WASHINGTON/MANILA – (via PhilAmPress) — An American television series has drawn reactions from the Philippine Embassy in Washington and Malacanang in Manila for allegedly negatively depicting “a Philippine president.”
“Madam Secretary”, the CBS show on its fifth episode for its third season, “Break in Diplomacy,” shows the eponymous character, US Secretary of State Dr. Elizabeth McCord, decking the fictional president of the Philippines Datu Andrada (played by actor Joel de la Fuente) after he makes a pass at her, according to a report.
According to the episode’s summary, McCord defended herself when Andrada got physical after making verbal passes at her during a meeting where he refused to renew an Asia-Pacific territory treaty.

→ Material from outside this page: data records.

use std::path::{Path, PathBuf};

use finboard_core::fixture::RecordStore;

/// Load and validate the record store from a fixture path.
pub fn read_store(path: &str) -> Result<RecordStore, Box<dyn std::error::Error>> {
    let resolved = resolve_path(path)?;
    Ok(RecordStore::from_file(&resolved)?)
}

/// Resolve a possibly-relative path and check it points at a file.
fn resolve_path(path: &str) -> Result<PathBuf, Box<dyn std::error::Error>> {
    let p = Path::new(path);
    let resolved = if p.is_absolute() {
        p.to_path_buf()
    } else {
        std::env::current_dir()?.join(p)
    };

    if !resolved.exists() {
        return Err(format!("File not found: {}", resolved.display()).into());
    }

    if !resolved.is_file() {
        return Err(format!("Not a file: {}", resolved.display()).into());
    }

    Ok(resolved)
}
use chrono::{Datelike, Months, NaiveDate};
use rust_decimal::Decimal;
use rust_decimal_macros::dec;
use serde::{Deserialize, Serialize};
use std::time::Instant;

use crate::filter::Period;
use crate::fixture::{FinancialRecord, RecordStore};
use crate::types::{with_metadata, ComputationOutput, Money, Scenario};
use crate::FinboardResult;

/// Opening balance used when the caller does not supply one.
pub const DEFAULT_OPENING_BALANCE: Decimal = dec!(2500000);

/// One month of the cash walk.
#[derive(Debug, Clone, Serialize, Deserialize)]
pub struct MonthlyCash {
    /// Month label, e.g. "2025-01"
    pub month: String,
    /// Net operating cash flow recorded in the month
    pub operating: Money,
    /// Capex flow (negative) recorded in the month
    pub capex: Money,
    /// Equity flow recorded in the month
    pub equity: Money,
    /// Balance after applying the month's flows
    pub balance: Money,
}

/// Opening-to-closing cash decomposition for a period.
#[derive(Debug, Clone, Serialize, Deserialize)]
pub struct CashWalk {
    pub opening_balance: Money,
    pub closing_balance: Money,
    pub months: Vec<MonthlyCash>,
}

/// Walk the cash balance month by month across the period: opening balance
/// plus cumulative Actual cash, capex and equity flows. Months with no
/// records contribute zero flow and carry the balance forward.
pub fn cash_walk(
    store: &RecordStore,
    period: Period,
    opening_balance: Option<Money>,
) -> FinboardResult<ComputationOutput<CashWalk>> {
    let start = Instant::now();
    let mut warnings: Vec<String> = Vec::new();

    let opening = opening_balance.unwrap_or(DEFAULT_OPENING_BALANCE);
    let mut balance = opening;
    let mut months: Vec<MonthlyCash> = Vec::new();

    let mut cursor = first_of_month(period.start);
    while cursor <= period.end {
        let next = cursor
            .checked_add_months(Months::new(1))
            .unwrap_or(cursor);
        let operating = month_sum(&store.cash, cursor, next);
        let capex = month_sum(&store.capex, cursor, next);
        let equity = month_sum(&store.equity, cursor, next);
        balance += operating + capex + equity;
        months.push(MonthlyCash {
            month: cursor.format("%Y-%m").to_string(),
            operating,
            capex,
            equity,
            balance,
        });
        cursor = next;
    }

    if months.iter().all(|m| {
        m.operating == Decimal::ZERO && m.capex == Decimal::ZERO && m.equity == Decimal::ZERO
    }) {
        warnings.push("No cash flows in period; balance is flat at opening".to_string());
    }

    let walk = CashWalk {
        opening_balance: opening,
        closing_balance: balance,
        months,
    };

    let elapsed = start.elapsed().as_micros() as u64;

    Ok(with_metadata(
        "Monthly Cash Balance Walk",
        &serde_json::json!({
            "period_start": period.start.to_string(),
            "period_end": period.end.to_string(),
            "opening_balance": opening.to_string(),
        }),
        warnings,
        elapsed,
        walk,
    ))
}

fn first_of_month(date: NaiveDate) -> NaiveDate {
    NaiveDate::from_ymd_opt(date.year(), date.month(), 1).unwrap_or(date)
}

/// Sum Actual records with month_start <= date < month_end.
fn month_sum(records: &[FinancialRecord], month_start: NaiveDate, month_end: NaiveDate) -> Money {
    records
        .iter()
        .filter(|r| r.scenario == Scenario::Actual)
        .filter(|r| r.date >= month_start && r.date < month_end)
        .map(|r| r.amount)
        .sum::<Decimal>()
}
pub mod aggregate;
pub mod cash;
pub mod concentration;
pub mod error;
pub mod filter;
pub mod fixture;
pub mod types;
pub mod variance;
pub mod waterfall;

pub use error::FinboardError;
pub use types::*;

/// Standard result type for all finboard operations
pub type FinboardResult<T> = Result<T, FinboardError>;
mod commands;
mod input;
mod output;

use clap::{Parser, Subcommand, ValueEnum};
use colored::Colorize;
use std::process;

use commands::dashboard::{CashArgs, ConcentrationArgs, SummaryArgs, WaterfallArgs};

/// Financial dashboard queries over a checked-in fixture
#[derive(Parser)]
#[command(
    name = "finboard",
    version,
    about = "Financial dashboard aggregation queries",
    long_about = "Runs the finboard aggregation engine against a JSON fixture: \
                  period summaries with budget and prior-year variance banding, \
                  revenue concentration (HHI), EBITDA bridge waterfalls, and \
                  monthly cash walks."
)]
struct Cli {
    #[command(subcommand)]
    command: Commands,

    /// Output format
    #[arg(long, default_value = "json", global = true)]
    output: OutputFormat,
}

#[derive(Subcommand)]
enum Commands {
    /// Period totals with variances vs budget and prior year
    Summary(SummaryArgs),
    /// Revenue concentration metrics (HHI, effective streams)
    Concentration(ConcentrationArgs),
    /// EBITDA bridge waterfall steps
    Waterfall(WaterfallArgs),
    /// Monthly cash balance walk
    Cash(CashArgs),
    /// Print version information
    Version,
}

#[derive(Debug, Clone, ValueEnum)]
pub enum OutputFormat {
    Json,
    Table,
    Csv,
    Minimal,
}

fn main() {
    let cli = Cli::parse();

    let result: Result<serde_json::Value, Box<dyn std::error::Error>> = match cli.command {
        Commands::Summary(args) => commands::dashboard::run_summary(args),
        Commands::Concentration(args) => commands::dashboard::run_concentration(args),
        Commands::Waterfall(args) => commands::dashboard::run_waterfall(args),
        Commands::Cash(args) => commands::dashboard::run_cash(args),
        Commands::Version => {
            println!("finboard {}", env!("CARGO_PKG_VERSION"));
            return;
        }
    };

    match result {
        Ok(value) => {
            output::format_output(&cli.output, &value);
            process::exit(0);
        }
        Err(e) => {
            eprintln!("{}: {}", "error".red().bold(), e);
            process::exit(1);
        }
    }
}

A Malacanang spokesman said that the show should have instead used a fictional US president.
The Philippine Embassy in Washington wrote CBS Corp. to strongly protest what was described as highly negative depiction of a character purported to be the Philippine President in the next episode of TV series “Madam Secretary,”
“I think they are confusing their images. I think they are projecting something that they really would like to say about their own situation. Really, I think they should use a fictional US president,” Presidential Spokesperson Ernesto Abella said during a Palace briefing.
In the US, President Donald Trump has been criticized for his remarks and inappropriate advances against women.
However, Abella did not make a categorical comment when pressed if the Palace found the show’s trailer insulting.
“Well, they engage in something that they would like to… It’s their business. It’s their craft. You cannot deny them their craft. Their taste, perhaps,” Abella said.
The Philippine Embassy in Washington has already written to CBS Corporation to strongly protest the negative depiction.
“While Madam Secretary is a work of fiction, it tracks and mirrors current events. It is, therefore, inevitable that its depiction of world leaders will have an impact on how its audience views the real personages and the countries they represent,” the embassy wrote.
Network officials and producers of the show have yet to comment on the issue.
Department of Foreign Affairs spokesman and Assistant Secretary Charles Jose said, “our embassy formally asked CBS to rectify the bad impression and make the necessary corrective action.”
The episode is scheduled to air on Sunday, March 12, 2017.
“This highly negative portrayal of our Head of State not only casts doubt on the respectability of the Office of the Philippine President but also denigrates that way our nation navigates foreign affairs.
“It also tarnishes the Philippines’ longstanding advocacy for women’s rights and gender equality.
“In view of the injurious effects that this program will have on the interests of the Philippines and the Filipino people, the Philippine Embassy urgently calls on CBS to take the necessary corrective actions.”